Par Ha-Joon Chang, professeur à la faculté d’économie et de politique de l’université de Cambridge (Royaume-Uni) ; auteur de « Kicking Away the Ladder. Development Strategy in Historical Perspective », Anthem Press, Londres, 2002 (Prix Gunnar Myrdal 2003)

Les libre-échangistes ont remporté des victoires significatives au cours des deux dernières décennies. Depuis le début de la crise de la dette de 1982 et de l’imposition des programmes d’ajustement structurel par le Fonds monétaire international (FMI) et la Banque mondiale, de nombreux pays en voie de développement ont radicalement libéralisé leur commerce.

L’effondrement du communisme, en 1991, a ouvert de nouveaux et vastes espaces au libre-échange. Pendant les années 1990, d’importants accords régionaux ont été signés, dont l’accord de libre-échange nord-américain (Alena) qui regroupe le Canada, les Etats-Unis et le Mexique. Pour couronner le tout, les négociations du cycle de l’Uruguay de l’accord général sur les tarifs douaniers et le commerce (GATT), conclues à Marrakech en 1994, ont débouché sur la naissance de l’Organisation mondiale du commerce (OMC) en 1995.

Si importants que soient ces succès, les libre-échangistes ne s’en satisfont pas. Au sein de l’OMC, représentants des Etats développés en tête, ils continuent à faire pression pour des baisses des tarifs douaniers encore plus fortes et plus rapides, et un élargissement de la compétence de cette organisation à des domaines ne figurant pas dans son mandat initial, par exemple l’investissement à l’étranger et la concurrence.

Les partisans du libre-échange croient agir dans le sens de l’Histoire.

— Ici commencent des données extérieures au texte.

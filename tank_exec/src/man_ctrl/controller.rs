//! Operator controller state

// ---------------------------------------------------------------------------
// IMPORTS
// ---------------------------------------------------------------------------

use serde::{Deserialize, Serialize};
use std::collections::HashSet;

// ---------------------------------------------------------------------------
// DATA STRUCTURES
// ---------------------------------------------------------------------------

/// Digital buttons on the operator's controller.
#[derive(Clone, Copy, Debug, PartialEq, Eq, Hash, Serialize, Deserialize)]
#[serde(rename_all = "UPPERCASE")]
pub enum Button {
    L1, L2, R1, R2,
    Up, Down, Left, Right,
    X, B, Y, A
}

/// A snapshot of the operator's controller.
///
/// Analogue axes are normalised to [-1, 1], positive is up or right.
#[derive(Clone, Debug, Default, PartialEq, Deserialize)]
#[serde(default)]
pub struct ControllerState {
    pub left_x: f64,
    pub left_y: f64,
    pub right_x: f64,
    pub right_y: f64,

    /// Buttons held down.
    pub buttons: HashSet<Button>
}

// ---------------------------------------------------------------------------
// IMPLEMENTATIONS
// ---------------------------------------------------------------------------

impl ControllerState {
    pub fn is_pressed(&self, button: Button) -> bool {
        self.buttons.contains(&button)
    }

    /// Set the state of a button.
    pub fn set_pressed(&mut self, button: Button, pressed: bool) {
        if pressed {
            self.buttons.insert(button);
        }
        else {
            self.buttons.remove(&button);
        }
    }
}

#[cfg(test)]
mod test {
    use super::*;

    #[test]
    fn test_deserialise() {
        let s: ControllerState = serde_json::from_str(
            r#"{"left_y": 0.5, "right_y": -1.0, "buttons": ["L1", "R2"]}"#
        ).unwrap();

        assert_eq!(s.left_x, 0.0);
        assert_eq!(s.left_y, 0.5);
        assert_eq!(s.right_y, -1.0);
        assert!(s.is_pressed(Button::L1));
        assert!(s.is_pressed(Button::R2));
        assert!(!s.is_pressed(Button::L2));

        let s: ControllerState = serde_json::from_str("{}").unwrap();
        assert_eq!(s, ControllerState::default());

        assert!(serde_json::from_str::<ControllerState>(
            r#"{"buttons": ["L3"]}"#
        ).is_err());
    }

    #[test]
    fn test_set_pressed() {
        let mut s = ControllerState::default();
        s.set_pressed(Button::Up, true);
        assert!(s.is_pressed(Button::Up));
        s.set_pressed(Button::Up, false);
        assert!(!s.is_pressed(Button::Up));
    }
}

Selon eux, cette politique est à l’origine de la richesse des pays développés ; d’où leur critique des pays en voie de développement qui refusent d’adopter une recette aussi éprouvée. Rien n’est pourtant plus éloigné de la réalité.

Les faits historiques sont sans appel : quand les pays actuellement développés étaient encore en développement, ils n’ont mené pratiquement aucune des politiques qu’ils préconisent. Et nulle part l’écart entre le mythe et la réalité historique n’est aussi flagrant que dans les cas de la Grande-Bretagne et des Etats-Unis.